That whirlwind of activity is precisely what makes the Weekly Review so valuable. It builds in some capturing, reevaluation, and reprocessing time to keep you in balance. There is simply no way to do this necessary regrouping while you’re trying to get everyday work done.
The Weekly Review will also sharpen your intuitive focus on your important projects as you deal with the flood of new input and potential distractions coming at you the rest of the week. You’re going to have to learn to say no—faster, and to more things—in order to stay afloat and comfortable. Having some dedicated time in which to at least get up to the project level of thinking goes a long way toward making that easier.
You will invariably take in more opportunities than your system can process on a daily basis.

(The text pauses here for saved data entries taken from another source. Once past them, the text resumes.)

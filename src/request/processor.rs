use std::sync::Arc;

use tracing::{trace, warn};

use super::{ConnectionOps, Disposition};
use crate::network::Connection;
use crate::work::{classify_request, Work};

/// Runs one request on a worker: classify, execute under the serialization
/// lock, send the response, then release or park the work.
pub async fn handle_work<O: ConnectionOps>(ops: &O, mut work: Work) {
    let conn = work.conn().clone();
    let mode = classify_request(work.request());
    work.set_lock_mode(mode);

    let disposition = {
        let _guard = conn.lock_request(mode).await;
        trace!("connection {}: processing request under {:?} lock", conn.id(), mode);
        match ops.process(&mut work).await {
            Ok(disposition) => disposition,
            Err(e) => {
                warn!("connection {}: request failed: {}", conn.id(), e);
                Disposition::Done
            }
        }
    };

    send_response(&conn, &work).await;
    match disposition {
        Disposition::Done => finish(&conn, work),
        Disposition::Pending => {
            if let Some(async_id) = conn.park(work) {
                trace!("connection {}: async {} pending", conn.id(), async_id);
            }
        }
    }
}

/// Sends the response a parked work was given after `take_async` or
/// `claim_async`, then releases it. A work still flagged multi-response goes
/// back to its connection.
pub async fn complete_async(work: Work) {
    let conn = work.conn().clone();
    send_response(&conn, &work).await;
    finish(&conn, work);
}

async fn send_response(conn: &Arc<Connection>, work: &Work) {
    if let Err(e) = conn.write(work).await {
        trace!("connection {}: response dropped: {}", conn.id(), e);
    }
}

fn finish(conn: &Arc<Connection>, mut work: Work) {
    if conn.try_dequeue_request(&mut work) {
        conn.stats().request_served();
        return;
    }
    trace!("connection {}: work owes more responses", conn.id());
    conn.park(work);
}
// Copyright 2025 jonefeewang@gmail.com
//
// Licensed under the Apache License, Version 2.0 (the "License");
// you may not use this file except in compliance with the License.
// You may obtain a copy of the License at
//
//     http://www.apache.org/licenses/LICENSE-2.0
//
// Unless required by applicable law or agreed to in writing, software
// distributed under the License is distributed on an "AS IS" BASIS,
// WITHOUT WARRANTIES OR CONDITIONS OF ANY KIND, either express or implied.
// See the License for the specific language governing permissions and
// limitations under the License.

use tokio::sync::watch;

/// Sender side of the server-wide stop signal.
#[derive(Debug)]
pub struct ShutdownNotifier {
    tx: watch::Sender<bool>,
}

impl ShutdownNotifier {
    pub fn new() -> Self {
        let (tx, _) = watch::channel(false);
        ShutdownNotifier { tx }
    }

    pub fn subscribe(&self) -> Shutdown {
        Shutdown::new(self.tx.subscribe())
    }

    pub fn notify(&self) {
        self.tx.send_replace(true);
    }

    pub fn is_notified(&self) -> bool {
        *self.tx.borrow()
    }
}

impl Default for ShutdownNotifier {
    fn default() -> Self {
        Self::new()
    }
}

/// Receiver side. Unlike a broadcast receiver it can also be polled
/// synchronously, which the connection liveness check relies on.
#[derive(Debug, Clone)]
pub struct Shutdown {
    notify: watch::Receiver<bool>,
}

impl Shutdown {
    pub fn new(notify: watch::Receiver<bool>) -> Shutdown {
        Shutdown { notify }
    }

    pub fn is_shutdown(&self) -> bool {
        *self.notify.borrow()
    }

    /// Resolves once a stop was requested or the notifier is gone.
    pub async fn recv(&mut self) {
        let _ = self.notify.wait_for(|stopped| *stopped).await;
    }
}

What Is the Weekly Review?
Very simply, the Weekly Review is whatever you need to do to get your head empty again. It’s going through the five phases of workflow management—collecting, processing, organizing, and reviewing all your outstanding involvements—until you can honestly say, “I absolutely know right now everything I’m not doing but could be doing if I decided to.”
From a nitty-gritty, practical standpoint, here is the drill that can get you there:
 
Loose Papers
Pull out all miscellaneous scraps of paper, business cards, receipts, and so on that have crept into the crevices of your desk, clothing, and accessories. Put it all into your in-basket for processing.
 
Process Your Notes
Review any journal entries, meeting notes, or miscellaneous notes scribbled on notebook paper. List action items, projects, waiting-fors, calendar events, and someday/ maybes, as appropriate. File any reference notes and materials. Stage your “Read/Review” material. Be ruthless with yourself, processing all notes and thoughts relative to interactions, projects, new initiatives, and input that have come your way since your last download, and purging those not needed.
 
Previous Calendar Data
Review past calendar dates in detail for remaining action items, reference information, and so on, and transfer that data into the active system. Be able to archive your last week’s calendar with nothing left uncaptured.
 
Upcoming Calendar
Look at future calendar events (long- and short-term). Capture actions about arrangements and preparations for any upcoming events.
 
Empty Your Head
Put in writing (in appropriate categories) any new projects, action items, waiting-fors, someday/maybes, and so forth that you haven’t yet captured.
 
Review “Projects” (and Larger Outcome) Lists
Evaluate the status of projects, goals, and outcomes one by one, ensuring that at least one current kick-start action for each is in your system.
 
Review “Next Actions” Lists
Mark off completed actions. Review for reminders of further action steps to capture.
 
Review “Waiting For” List
Record appropriate actions for any needed follow-up. Check off received items.
 
Review Any Relevant Checklists
Is there anything you haven’t done that you need to do?
 
Review “Someday/Maybe” List
Check for any projects that may have become active and transfer them to “Projects.” Delete items no longer of interest.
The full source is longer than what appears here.